Breslow Norman E, Amorim Gustavo, Pettinger Mary B, Rossouw Jacques
Department of Biostatistics, University of Washington, Seattle, WA, USA, Tel.: +1-206-543-1044.
Department of Statistics, University of Auckland, Auckland, NZ.
Stat Biosci. 2013 Nov 1;5(2). doi: 10.1007/s12561-013-9080-2.
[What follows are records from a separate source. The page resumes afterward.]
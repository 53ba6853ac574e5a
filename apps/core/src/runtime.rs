use std::path::PathBuf;

use crossterm::event::{self, Event};

use crate::commands::{show_recent_files, PickerSession, RecentCategory, SessionStatus};
use crate::config::{self, Config, ConfigError};
use crate::host::Host;
use crate::keyboard::KeyboardHub;
use crate::placement::PlacementOutcome;
use crate::query_engine::SqliteQueryEngine;
use crate::settings::{self, SettingsDraft, SUPPORTED_QUERY_FIELDS};
use crate::terminal_ui::{self, TerminalGuard};
use crate::vault_index::{self, IndexError};
use crate::workspace::{Workspace, WorkspaceError};

#[derive(Debug, thiserror::Error)]
pub enum RuntimeError {
    #[error("config error: {0}")]
    Config(#[from] ConfigError),
    #[error("index error: {0}")]
    Index(#[from] IndexError),
    #[error("workspace error: {0}")]
    Workspace(#[from] WorkspaceError),
    #[error("terminal error: {0}")]
    Io(#[from] std::io::Error),
    #[error("{0}")]
    Settings(String),
}

#[derive(Debug, Clone, PartialEq, Eq)]
pub enum Command {
    Show(RecentCategory),
    Index(PathBuf),
    SetPlacement(String),
    SetQuery(RecentCategory, String),
    Workspace,
    Pin(bool),
    Help,
}

#[derive(Debug, Clone, PartialEq, Eq)]
pub struct CliOptions {
    pub config_path: Option<PathBuf>,
    pub command: Command,
}

pub fn parse_cli_args(args: &[String]) -> Result<CliOptions, String> {
    let mut config_path = None;
    let mut positional: Vec<&str> = Vec::new();

    let mut iter = args.iter();
    while let Some(arg) = iter.next() {
        match arg.as_str() {
            "--config" => {
                let value = iter
                    .next()
                    .ok_or_else(|| "--config requires a path".to_string())?;
                config_path = Some(PathBuf::from(value));
            }
            "-h" | "--help" => positional.insert(0, "help"),
            other if other.starts_with("--config=") => {
                config_path = Some(PathBuf::from(&other["--config=".len()..]));
            }
            other if other.starts_with('-') => return Err(format!("unknown option: {other}")),
            other => positional.push(other),
        }
    }

    let command = match positional.as_slice() {
        [] | ["help", ..] => Command::Help,
        ["index", folder] => Command::Index(PathBuf::from(folder)),
        ["set-placement", value] => Command::SetPlacement(value.to_string()),
        ["set-query", category, text @ ..] => {
            let category = RecentCategory::parse(category)
                .ok_or_else(|| format!("unknown category: {category}"))?;
            Command::SetQuery(category, text.join(" "))
        }
        ["workspace"] => Command::Workspace,
        ["pin"] => Command::Pin(true),
        ["unpin"] => Command::Pin(false),
        [name] => match RecentCategory::parse(name) {
            Some(category) => Command::Show(category),
            None => return Err(format!("unknown command: {name}")),
        },
        [name, ..] => return Err(format!("unexpected arguments for '{name}'")),
    };

    Ok(CliOptions {
        config_path,
        command,
    })
}

pub fn usage() -> String {
    let mut text = String::from(
        "usage: recentpick [--config <path>] <command>\n\n\
         commands:\n  \
         modified                     show recently modified files\n  \
         created                      show recently created files\n  \
         index <folder>               index the notes in <folder>\n  \
         set-placement <tab|split|window>\n  \
         set-query <modified|created> <sql>   an empty query restores the default\n  \
         workspace                    print open tabs, splits and windows\n  \
         pin | unpin                  pin or unpin the current surface\n\n\
         columns a query may return:\n",
    );
    for (column, meaning) in SUPPORTED_QUERY_FIELDS {
        text.push_str(&format!("  \"{column}\" -> {meaning}\n"));
    }
    text
}

pub fn run_with_options(options: CliOptions) -> Result<(), RuntimeError> {
    match crate::logging::init() {
        Ok(path) => tracing::info!(log_path = %path.display(), "logging initialized"),
        Err(error) => eprintln!("[recentpick] logging disabled: {error}"),
    }

    let mut config = config::load(options.config_path.as_deref())?;
    match options.command {
        Command::Help => print!("{}", usage()),
        Command::Show(category) => show(&config, category)?,
        Command::Index(folder) => {
            let folder = folder.canonicalize().unwrap_or(folder);
            let indexed = vault_index::rebuild(&folder, &config.index_db_path)?;
            config.vault_root = Some(folder);
            config::save(&config)?;
            println!("[recentpick] indexed {indexed} notes");
        }
        Command::SetPlacement(value) => {
            let draft = SettingsDraft {
                placement: Some(value),
                ..Default::default()
            };
            save_draft(&config, &draft)?;
        }
        Command::SetQuery(category, text) => {
            let draft = match category {
                RecentCategory::Modified => SettingsDraft {
                    modified_query: Some(text),
                    ..Default::default()
                },
                RecentCategory::Created => SettingsDraft {
                    created_query: Some(text),
                    ..Default::default()
                },
            };
            save_draft(&config, &draft)?;
        }
        Command::Workspace => {
            let workspace = Workspace::load(&config.workspace_path, config.vault_root.clone())?;
            println!("{}", workspace.describe());
        }
        Command::Pin(pinned) => {
            let mut workspace = Workspace::load(&config.workspace_path, config.vault_root.clone())?;
            if let Some(current) = workspace.most_recent_surface() {
                workspace.set_pinned(current, pinned);
                workspace.save(&config.workspace_path)?;
            }
            println!("{}", workspace.describe());
        }
    }
    Ok(())
}

fn save_draft(current: &Config, draft: &SettingsDraft) -> Result<(), RuntimeError> {
    let next = settings::apply_draft(current, draft).map_err(RuntimeError::Settings)?;
    config::save(&next)?;
    println!("[recentpick] settings saved to {}", next.config_path.display());
    Ok(())
}

fn show(config: &Config, category: RecentCategory) -> Result<(), RuntimeError> {
    let engine = SqliteQueryEngine::new(&config.index_db_path);
    let keyboard = KeyboardHub::new();
    let mut workspace = Workspace::load(&config.workspace_path, config.vault_root.clone())?;

    let runtime = tokio::runtime::Builder::new_current_thread()
        .enable_all()
        .build()?;
    let session = runtime.block_on(show_recent_files(
        &engine,
        &mut workspace,
        &keyboard,
        config,
        category,
    ));

    let status = match session {
        Some(mut session) => run_picker(&mut session, &mut workspace),
        None => Ok(SessionStatus::Closed),
    };

    for notice in workspace.take_notices() {
        eprintln!("[recentpick] {notice}");
    }
    if let SessionStatus::Opened(outcome) = status? {
        report_placement(&workspace, &outcome);
        workspace.save(&config.workspace_path)?;
    }
    Ok(())
}

fn run_picker(session: &mut PickerSession, host: &mut dyn Host) -> Result<SessionStatus, RuntimeError> {
    let _terminal = TerminalGuard::enter()?;
    let mut out = std::io::stdout();
    let platform = host.platform();

    let status = loop {
        if let Err(error) = terminal_ui::paint(&mut out, session.picker()) {
            session.abort();
            return Err(error.into());
        }
        let event = match event::read() {
            Ok(event) => event,
            Err(error) => {
                session.abort();
                return Err(error.into());
            }
        };
        match event {
            Event::Key(key) => {
                let Some(key) = terminal_ui::to_key_event(key, platform) else {
                    continue;
                };
                match session.handle_key(host, &key) {
                    SessionStatus::Open => continue,
                    other => break other,
                }
            }
            Event::FocusLost => {
                session.abort();
                break SessionStatus::Closed;
            }
            _ => {}
        }
    };
    Ok(status)
}

fn report_placement(workspace: &Workspace, outcome: &PlacementOutcome) {
    match outcome {
        PlacementOutcome::Reused(id) | PlacementOutcome::Created(id) => {
            let verb = if matches!(outcome, PlacementOutcome::Created(_)) {
                "new"
            } else {
                "current"
            };
            let file = workspace
                .surface(*id)
                .and_then(|surface| surface.file.as_deref())
                .unwrap_or_default();
            println!("[recentpick] opened {file} in {verb} surface {id}");
        }
        PlacementOutcome::Failed(error) => eprintln!("[recentpick] {error}"),
    }
}

#[cfg(test)]
mod tests {
    use super::{parse_cli_args, usage, Command};
    use crate::commands::RecentCategory;
    use std::path::PathBuf;

    fn args(values: &[&str]) -> Vec<String> {
        values.iter().map(|v| v.to_string()).collect()
    }

    #[test]
    fn parses_named_actions() {
        let options = parse_cli_args(&args(&["modified"])).unwrap();
        assert_eq!(options.command, Command::Show(RecentCategory::Modified));

        let options = parse_cli_args(&args(&["show-recently-created-files"])).unwrap();
        assert_eq!(options.command, Command::Show(RecentCategory::Created));
    }

    #[test]
    fn parses_config_flag_in_both_forms() {
        let options = parse_cli_args(&args(&["--config", "a.toml", "workspace"])).unwrap();
        assert_eq!(options.config_path, Some(PathBuf::from("a.toml")));
        assert_eq!(options.command, Command::Workspace);

        let options = parse_cli_args(&args(&["--config=b.json5", "pin"])).unwrap();
        assert_eq!(options.config_path, Some(PathBuf::from("b.json5")));
        assert_eq!(options.command, Command::Pin(true));
    }

    #[test]
    fn set_query_joins_remaining_words() {
        let options = parse_cli_args(&args(&["set-query", "created", "SELECT", "1"])).unwrap();
        assert_eq!(
            options.command,
            Command::SetQuery(RecentCategory::Created, "SELECT 1".to_string())
        );

        let options = parse_cli_args(&args(&["set-query", "modified"])).unwrap();
        assert_eq!(
            options.command,
            Command::SetQuery(RecentCategory::Modified, String::new())
        );
    }

    #[test]
    fn rejects_unknown_input() {
        assert!(parse_cli_args(&args(&["deleted"])).is_err());
        assert!(parse_cli_args(&args(&["--verbose"])).is_err());
        assert!(parse_cli_args(&args(&["--config"])).is_err());
        assert!(parse_cli_args(&args(&["index"])).is_err());
    }

    #[test]
    fn empty_args_show_help() {
        assert_eq!(parse_cli_args(&[]).unwrap().command, Command::Help);
        assert!(usage().contains("\"Name\""));
    }
}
Standard analyses of data from case-control studies that are nested in a large cohort ignore information available for cohort members not sampled for the sub-study. This paper reviews several methods designed to increase estimation efficiency by using more of the data, treating the case-control sample as a two or three phase stratified sample. When applied to a study of coronary heart disease among women in the hormone trials of the Women's Health Initiative, modest but increasing gains in precision of regression coefficients were observed depending on the amount of cohort information used in the analysis. The gains were particularly evident for pseudo- or maximum likelihood estimates whose validity depends on the assumed model being correct. Larger standard errors were obtained for coefficients estimated by inverse probability weighted methods that are more robust to model misspecification. Such misspecification may have been responsible for an important difference in one key regression coefficient estimated using the weighted compared with the more efficient methods.
对嵌套在大型队列中的病例对照研究数据进行的标准分析,忽略了未被选入子研究抽样的队列成员的可用信息。本文回顾了几种旨在通过使用更多数据来提高估计效率的方法,将病例对照样本视为两阶段或三阶段分层样本。当应用于妇女健康倡议激素试验中女性冠心病的研究时,根据分析中使用的队列信息数量,观察到回归系数精度有适度但不断增加的提高。对于伪似然估计或最大似然估计,这种提高尤为明显,其有效性取决于所假定的模型是否正确。对于通过逆概率加权法估计的系数,得到的标准误更大,而逆概率加权法对模型误设更具稳健性。这种误设可能是使用加权法与更有效方法估计的一个关键回归系数存在重要差异的原因。